**Exercise aim:** Work through the records that follow and return each line containing the word "head".
*** Input data
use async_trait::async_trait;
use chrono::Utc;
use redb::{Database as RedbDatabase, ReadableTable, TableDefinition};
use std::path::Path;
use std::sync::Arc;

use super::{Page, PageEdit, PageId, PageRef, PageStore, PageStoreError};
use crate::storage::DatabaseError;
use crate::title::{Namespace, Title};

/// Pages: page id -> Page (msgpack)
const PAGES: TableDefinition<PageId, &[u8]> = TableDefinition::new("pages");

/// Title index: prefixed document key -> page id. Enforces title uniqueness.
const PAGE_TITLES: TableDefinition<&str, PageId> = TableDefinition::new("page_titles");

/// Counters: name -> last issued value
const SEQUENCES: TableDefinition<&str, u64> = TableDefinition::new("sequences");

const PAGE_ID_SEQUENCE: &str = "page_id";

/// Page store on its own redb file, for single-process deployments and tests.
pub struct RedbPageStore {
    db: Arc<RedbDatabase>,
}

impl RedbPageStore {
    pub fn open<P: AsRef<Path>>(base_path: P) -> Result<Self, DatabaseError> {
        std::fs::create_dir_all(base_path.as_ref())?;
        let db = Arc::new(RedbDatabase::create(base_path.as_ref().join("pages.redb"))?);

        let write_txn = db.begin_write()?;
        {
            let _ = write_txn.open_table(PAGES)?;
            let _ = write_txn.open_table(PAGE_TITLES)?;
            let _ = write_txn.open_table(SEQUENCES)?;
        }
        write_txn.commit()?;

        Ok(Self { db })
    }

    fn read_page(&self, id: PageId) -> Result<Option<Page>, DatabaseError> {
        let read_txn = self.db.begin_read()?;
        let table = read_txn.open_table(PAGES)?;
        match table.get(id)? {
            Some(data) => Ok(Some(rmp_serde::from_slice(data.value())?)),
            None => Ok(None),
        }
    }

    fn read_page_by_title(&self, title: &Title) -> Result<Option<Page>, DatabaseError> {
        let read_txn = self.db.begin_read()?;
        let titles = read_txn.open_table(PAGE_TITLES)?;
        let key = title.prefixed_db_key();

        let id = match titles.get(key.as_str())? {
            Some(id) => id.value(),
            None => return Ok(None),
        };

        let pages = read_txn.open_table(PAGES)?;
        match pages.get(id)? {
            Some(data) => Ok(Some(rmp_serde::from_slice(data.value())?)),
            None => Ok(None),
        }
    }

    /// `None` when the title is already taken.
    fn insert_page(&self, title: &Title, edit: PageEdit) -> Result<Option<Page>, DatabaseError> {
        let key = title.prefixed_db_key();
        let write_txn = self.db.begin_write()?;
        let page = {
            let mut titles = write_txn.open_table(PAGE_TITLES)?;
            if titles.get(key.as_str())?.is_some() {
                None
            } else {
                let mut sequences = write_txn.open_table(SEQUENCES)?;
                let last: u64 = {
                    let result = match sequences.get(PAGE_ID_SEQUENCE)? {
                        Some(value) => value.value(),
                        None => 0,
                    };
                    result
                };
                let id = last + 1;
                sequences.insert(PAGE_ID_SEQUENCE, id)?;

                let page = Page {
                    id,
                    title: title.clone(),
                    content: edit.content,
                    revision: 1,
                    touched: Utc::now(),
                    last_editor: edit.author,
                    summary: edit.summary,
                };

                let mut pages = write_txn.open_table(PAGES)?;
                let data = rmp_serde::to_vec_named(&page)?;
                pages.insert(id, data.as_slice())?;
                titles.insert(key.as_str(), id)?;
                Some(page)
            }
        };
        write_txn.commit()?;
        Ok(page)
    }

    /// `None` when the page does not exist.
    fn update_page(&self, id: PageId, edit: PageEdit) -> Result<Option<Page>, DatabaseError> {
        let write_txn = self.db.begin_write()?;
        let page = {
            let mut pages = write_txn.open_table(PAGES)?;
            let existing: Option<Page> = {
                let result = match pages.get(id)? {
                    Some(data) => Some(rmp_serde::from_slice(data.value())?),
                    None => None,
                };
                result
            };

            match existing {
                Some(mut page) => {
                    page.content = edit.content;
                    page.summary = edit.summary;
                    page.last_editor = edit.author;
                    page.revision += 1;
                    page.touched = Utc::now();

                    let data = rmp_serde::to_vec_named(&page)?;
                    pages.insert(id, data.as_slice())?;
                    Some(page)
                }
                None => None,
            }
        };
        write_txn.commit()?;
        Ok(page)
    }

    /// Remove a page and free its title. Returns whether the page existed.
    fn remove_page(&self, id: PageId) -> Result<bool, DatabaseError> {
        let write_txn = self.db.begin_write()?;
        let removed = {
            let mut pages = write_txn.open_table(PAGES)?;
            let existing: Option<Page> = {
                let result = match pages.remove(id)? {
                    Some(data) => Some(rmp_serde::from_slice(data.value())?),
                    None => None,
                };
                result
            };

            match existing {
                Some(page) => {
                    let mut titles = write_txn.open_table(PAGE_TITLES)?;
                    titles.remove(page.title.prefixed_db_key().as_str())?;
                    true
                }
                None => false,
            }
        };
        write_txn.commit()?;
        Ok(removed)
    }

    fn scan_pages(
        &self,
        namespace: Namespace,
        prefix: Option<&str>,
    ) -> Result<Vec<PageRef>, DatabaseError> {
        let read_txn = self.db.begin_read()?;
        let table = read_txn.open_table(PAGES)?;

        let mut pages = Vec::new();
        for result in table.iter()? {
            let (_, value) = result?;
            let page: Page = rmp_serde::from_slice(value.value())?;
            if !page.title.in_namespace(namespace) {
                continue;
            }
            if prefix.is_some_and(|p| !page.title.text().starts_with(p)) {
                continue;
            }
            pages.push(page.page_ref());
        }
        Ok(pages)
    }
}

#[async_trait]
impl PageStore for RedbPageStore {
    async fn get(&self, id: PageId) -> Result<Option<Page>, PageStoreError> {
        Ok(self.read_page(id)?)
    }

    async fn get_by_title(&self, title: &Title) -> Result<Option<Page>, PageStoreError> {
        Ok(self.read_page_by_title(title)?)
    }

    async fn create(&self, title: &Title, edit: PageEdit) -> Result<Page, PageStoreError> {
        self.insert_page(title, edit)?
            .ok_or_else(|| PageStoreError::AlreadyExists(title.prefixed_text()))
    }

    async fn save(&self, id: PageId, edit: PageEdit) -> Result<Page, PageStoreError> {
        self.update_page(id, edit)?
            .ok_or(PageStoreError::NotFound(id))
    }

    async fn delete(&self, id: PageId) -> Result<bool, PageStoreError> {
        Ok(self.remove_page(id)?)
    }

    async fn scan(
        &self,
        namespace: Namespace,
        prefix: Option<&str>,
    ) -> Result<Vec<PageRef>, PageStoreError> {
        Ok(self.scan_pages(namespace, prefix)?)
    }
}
******
*** Input data
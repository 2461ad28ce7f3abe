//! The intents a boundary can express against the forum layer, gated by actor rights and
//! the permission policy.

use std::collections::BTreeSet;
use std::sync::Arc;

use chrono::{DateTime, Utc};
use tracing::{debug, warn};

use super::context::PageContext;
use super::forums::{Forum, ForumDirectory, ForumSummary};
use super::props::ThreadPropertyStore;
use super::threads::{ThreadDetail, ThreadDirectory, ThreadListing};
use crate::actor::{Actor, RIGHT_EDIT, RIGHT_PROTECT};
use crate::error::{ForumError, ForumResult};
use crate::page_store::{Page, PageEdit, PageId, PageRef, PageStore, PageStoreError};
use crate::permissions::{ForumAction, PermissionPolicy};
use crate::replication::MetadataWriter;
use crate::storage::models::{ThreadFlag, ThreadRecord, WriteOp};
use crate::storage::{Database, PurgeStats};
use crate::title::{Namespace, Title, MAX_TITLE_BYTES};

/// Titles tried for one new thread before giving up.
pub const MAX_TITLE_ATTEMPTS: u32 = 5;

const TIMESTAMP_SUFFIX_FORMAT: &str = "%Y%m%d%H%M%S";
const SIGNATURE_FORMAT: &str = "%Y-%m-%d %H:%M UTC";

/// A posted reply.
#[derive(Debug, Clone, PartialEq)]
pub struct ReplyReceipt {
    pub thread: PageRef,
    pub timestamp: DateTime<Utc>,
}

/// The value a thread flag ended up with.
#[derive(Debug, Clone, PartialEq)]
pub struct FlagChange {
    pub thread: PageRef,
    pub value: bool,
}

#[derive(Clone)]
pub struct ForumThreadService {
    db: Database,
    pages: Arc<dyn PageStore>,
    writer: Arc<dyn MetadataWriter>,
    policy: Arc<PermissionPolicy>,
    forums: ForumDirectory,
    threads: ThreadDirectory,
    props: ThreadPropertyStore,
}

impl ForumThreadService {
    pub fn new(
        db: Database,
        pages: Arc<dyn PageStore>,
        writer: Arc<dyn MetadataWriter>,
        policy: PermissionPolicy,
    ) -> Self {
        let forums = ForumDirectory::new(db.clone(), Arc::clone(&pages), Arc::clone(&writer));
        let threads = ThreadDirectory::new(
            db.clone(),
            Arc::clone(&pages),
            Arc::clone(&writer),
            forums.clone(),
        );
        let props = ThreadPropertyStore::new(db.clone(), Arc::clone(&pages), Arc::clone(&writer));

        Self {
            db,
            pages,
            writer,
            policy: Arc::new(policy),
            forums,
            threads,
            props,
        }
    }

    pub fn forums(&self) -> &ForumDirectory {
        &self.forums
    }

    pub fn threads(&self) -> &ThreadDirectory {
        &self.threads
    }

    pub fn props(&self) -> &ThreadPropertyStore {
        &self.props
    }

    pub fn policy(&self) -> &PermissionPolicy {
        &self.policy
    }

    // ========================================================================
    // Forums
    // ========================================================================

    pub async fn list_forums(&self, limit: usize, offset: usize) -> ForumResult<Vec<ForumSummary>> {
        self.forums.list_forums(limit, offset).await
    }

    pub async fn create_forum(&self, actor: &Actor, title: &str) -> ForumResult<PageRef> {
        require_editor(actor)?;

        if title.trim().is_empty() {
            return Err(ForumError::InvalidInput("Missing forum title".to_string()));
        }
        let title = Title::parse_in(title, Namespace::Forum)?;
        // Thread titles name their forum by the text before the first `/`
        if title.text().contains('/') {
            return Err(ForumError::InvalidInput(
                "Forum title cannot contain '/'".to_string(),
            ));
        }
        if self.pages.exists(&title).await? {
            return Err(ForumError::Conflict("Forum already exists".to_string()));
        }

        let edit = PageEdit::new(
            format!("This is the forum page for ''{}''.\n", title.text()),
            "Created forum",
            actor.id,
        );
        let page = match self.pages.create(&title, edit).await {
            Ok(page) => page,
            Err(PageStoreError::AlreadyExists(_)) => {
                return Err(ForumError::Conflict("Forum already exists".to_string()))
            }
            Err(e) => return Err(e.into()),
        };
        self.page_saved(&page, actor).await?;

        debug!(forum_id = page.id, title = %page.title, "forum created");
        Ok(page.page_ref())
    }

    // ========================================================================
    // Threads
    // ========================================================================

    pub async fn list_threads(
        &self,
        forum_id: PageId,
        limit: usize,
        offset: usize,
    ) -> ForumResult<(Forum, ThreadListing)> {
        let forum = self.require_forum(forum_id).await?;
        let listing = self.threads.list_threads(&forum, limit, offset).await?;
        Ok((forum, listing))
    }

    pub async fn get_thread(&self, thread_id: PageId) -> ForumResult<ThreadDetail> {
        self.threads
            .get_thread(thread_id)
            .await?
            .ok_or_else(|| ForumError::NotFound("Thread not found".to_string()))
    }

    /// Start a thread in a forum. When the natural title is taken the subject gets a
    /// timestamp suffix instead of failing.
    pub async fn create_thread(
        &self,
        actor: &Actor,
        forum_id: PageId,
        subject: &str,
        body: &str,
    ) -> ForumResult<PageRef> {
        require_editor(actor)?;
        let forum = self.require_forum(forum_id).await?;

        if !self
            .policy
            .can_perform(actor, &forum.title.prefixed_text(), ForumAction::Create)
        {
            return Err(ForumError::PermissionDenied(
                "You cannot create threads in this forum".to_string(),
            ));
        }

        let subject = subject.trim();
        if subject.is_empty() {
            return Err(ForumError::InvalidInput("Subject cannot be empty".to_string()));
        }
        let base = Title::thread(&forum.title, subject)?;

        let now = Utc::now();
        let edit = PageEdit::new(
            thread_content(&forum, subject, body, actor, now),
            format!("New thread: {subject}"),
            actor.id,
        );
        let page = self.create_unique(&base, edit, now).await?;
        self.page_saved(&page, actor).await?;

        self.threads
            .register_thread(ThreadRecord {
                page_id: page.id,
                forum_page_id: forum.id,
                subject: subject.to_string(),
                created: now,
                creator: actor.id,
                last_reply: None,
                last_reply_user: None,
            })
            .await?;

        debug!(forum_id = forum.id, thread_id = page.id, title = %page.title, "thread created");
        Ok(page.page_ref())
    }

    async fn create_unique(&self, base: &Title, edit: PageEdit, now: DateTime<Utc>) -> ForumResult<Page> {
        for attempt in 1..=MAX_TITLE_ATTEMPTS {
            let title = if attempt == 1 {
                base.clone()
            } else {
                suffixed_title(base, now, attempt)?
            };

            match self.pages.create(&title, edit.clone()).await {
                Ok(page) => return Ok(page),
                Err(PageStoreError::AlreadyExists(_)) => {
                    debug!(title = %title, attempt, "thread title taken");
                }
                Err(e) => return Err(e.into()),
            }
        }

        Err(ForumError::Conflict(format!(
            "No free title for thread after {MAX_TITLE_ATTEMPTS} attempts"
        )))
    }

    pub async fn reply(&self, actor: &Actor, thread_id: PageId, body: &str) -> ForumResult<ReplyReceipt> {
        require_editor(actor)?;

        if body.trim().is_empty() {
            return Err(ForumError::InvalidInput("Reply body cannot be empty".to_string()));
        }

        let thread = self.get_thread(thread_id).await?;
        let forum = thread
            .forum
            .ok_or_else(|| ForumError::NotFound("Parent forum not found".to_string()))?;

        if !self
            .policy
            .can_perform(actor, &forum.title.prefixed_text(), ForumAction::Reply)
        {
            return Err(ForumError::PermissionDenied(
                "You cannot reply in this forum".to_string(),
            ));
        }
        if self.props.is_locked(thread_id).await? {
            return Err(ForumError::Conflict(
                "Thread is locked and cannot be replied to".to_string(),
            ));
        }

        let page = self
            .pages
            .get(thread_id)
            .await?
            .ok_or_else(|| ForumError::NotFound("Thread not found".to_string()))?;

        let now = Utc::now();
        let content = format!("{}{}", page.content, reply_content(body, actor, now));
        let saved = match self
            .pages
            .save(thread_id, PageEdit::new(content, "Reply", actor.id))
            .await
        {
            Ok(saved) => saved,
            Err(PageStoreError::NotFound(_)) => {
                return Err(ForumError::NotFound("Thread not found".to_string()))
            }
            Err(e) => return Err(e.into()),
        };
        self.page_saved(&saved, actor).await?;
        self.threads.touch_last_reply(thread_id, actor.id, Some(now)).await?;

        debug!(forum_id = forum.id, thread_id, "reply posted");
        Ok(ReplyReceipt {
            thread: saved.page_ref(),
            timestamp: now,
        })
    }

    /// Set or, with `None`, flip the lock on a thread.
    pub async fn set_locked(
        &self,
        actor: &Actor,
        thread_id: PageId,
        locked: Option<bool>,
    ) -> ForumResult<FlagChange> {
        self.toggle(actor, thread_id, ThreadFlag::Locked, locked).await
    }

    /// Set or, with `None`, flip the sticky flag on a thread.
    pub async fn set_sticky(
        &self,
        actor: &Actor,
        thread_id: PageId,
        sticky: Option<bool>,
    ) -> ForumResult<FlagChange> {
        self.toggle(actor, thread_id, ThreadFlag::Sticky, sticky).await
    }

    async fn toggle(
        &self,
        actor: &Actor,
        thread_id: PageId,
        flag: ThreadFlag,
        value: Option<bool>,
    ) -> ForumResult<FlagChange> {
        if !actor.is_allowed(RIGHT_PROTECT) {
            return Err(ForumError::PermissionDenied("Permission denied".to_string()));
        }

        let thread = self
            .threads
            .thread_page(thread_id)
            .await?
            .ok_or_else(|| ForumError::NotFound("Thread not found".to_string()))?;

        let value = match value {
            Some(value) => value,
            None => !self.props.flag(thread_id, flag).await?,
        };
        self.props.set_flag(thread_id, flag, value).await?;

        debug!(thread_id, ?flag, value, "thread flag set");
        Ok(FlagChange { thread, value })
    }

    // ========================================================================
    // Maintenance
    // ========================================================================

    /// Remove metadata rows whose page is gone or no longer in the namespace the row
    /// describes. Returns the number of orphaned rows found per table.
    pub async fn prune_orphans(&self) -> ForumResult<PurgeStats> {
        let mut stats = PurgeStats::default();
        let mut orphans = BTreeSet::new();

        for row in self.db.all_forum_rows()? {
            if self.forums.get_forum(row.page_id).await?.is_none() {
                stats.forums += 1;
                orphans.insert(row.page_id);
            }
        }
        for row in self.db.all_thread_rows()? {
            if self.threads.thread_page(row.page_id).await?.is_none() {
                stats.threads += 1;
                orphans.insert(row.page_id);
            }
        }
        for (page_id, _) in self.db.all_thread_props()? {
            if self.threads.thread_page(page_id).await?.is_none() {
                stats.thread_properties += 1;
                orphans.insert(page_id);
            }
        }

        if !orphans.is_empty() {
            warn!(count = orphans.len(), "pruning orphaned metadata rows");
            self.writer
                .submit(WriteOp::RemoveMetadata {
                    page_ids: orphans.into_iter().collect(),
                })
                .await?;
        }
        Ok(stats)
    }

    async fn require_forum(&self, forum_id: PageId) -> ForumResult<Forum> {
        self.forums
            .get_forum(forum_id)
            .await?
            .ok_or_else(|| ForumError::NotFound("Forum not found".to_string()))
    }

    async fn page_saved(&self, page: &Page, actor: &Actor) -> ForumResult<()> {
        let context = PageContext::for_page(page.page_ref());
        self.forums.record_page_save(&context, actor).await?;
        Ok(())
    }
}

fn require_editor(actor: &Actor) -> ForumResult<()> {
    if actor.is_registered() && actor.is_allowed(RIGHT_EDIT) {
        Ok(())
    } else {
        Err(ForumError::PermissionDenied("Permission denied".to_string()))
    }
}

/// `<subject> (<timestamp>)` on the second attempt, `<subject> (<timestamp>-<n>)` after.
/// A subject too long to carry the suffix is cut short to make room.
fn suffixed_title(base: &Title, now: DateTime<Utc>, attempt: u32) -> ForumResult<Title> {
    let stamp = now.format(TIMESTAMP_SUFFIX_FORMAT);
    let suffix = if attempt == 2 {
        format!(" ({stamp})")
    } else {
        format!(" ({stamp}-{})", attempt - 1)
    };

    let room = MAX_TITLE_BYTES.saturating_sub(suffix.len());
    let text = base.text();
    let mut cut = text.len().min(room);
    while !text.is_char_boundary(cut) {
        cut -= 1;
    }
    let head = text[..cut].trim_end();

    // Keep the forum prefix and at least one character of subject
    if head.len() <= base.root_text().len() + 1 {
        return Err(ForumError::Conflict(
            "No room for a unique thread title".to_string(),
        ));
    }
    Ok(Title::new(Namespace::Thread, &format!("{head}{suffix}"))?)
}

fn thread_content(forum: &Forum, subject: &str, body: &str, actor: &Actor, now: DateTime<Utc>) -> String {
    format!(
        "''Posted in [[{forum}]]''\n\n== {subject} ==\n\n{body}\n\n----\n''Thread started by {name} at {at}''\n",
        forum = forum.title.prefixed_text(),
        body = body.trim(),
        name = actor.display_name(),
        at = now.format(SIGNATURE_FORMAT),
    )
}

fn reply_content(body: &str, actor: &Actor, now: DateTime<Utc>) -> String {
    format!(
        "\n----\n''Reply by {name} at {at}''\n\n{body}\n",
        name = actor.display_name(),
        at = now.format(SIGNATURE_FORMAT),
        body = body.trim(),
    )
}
******
**Response below:**
    let head = text[..cut].trim_end();
    if head.len() <= base.root_text().len() + 1 {
    Ok(Title::new(Namespace::Thread, &format!("{head}{suffix}"))?)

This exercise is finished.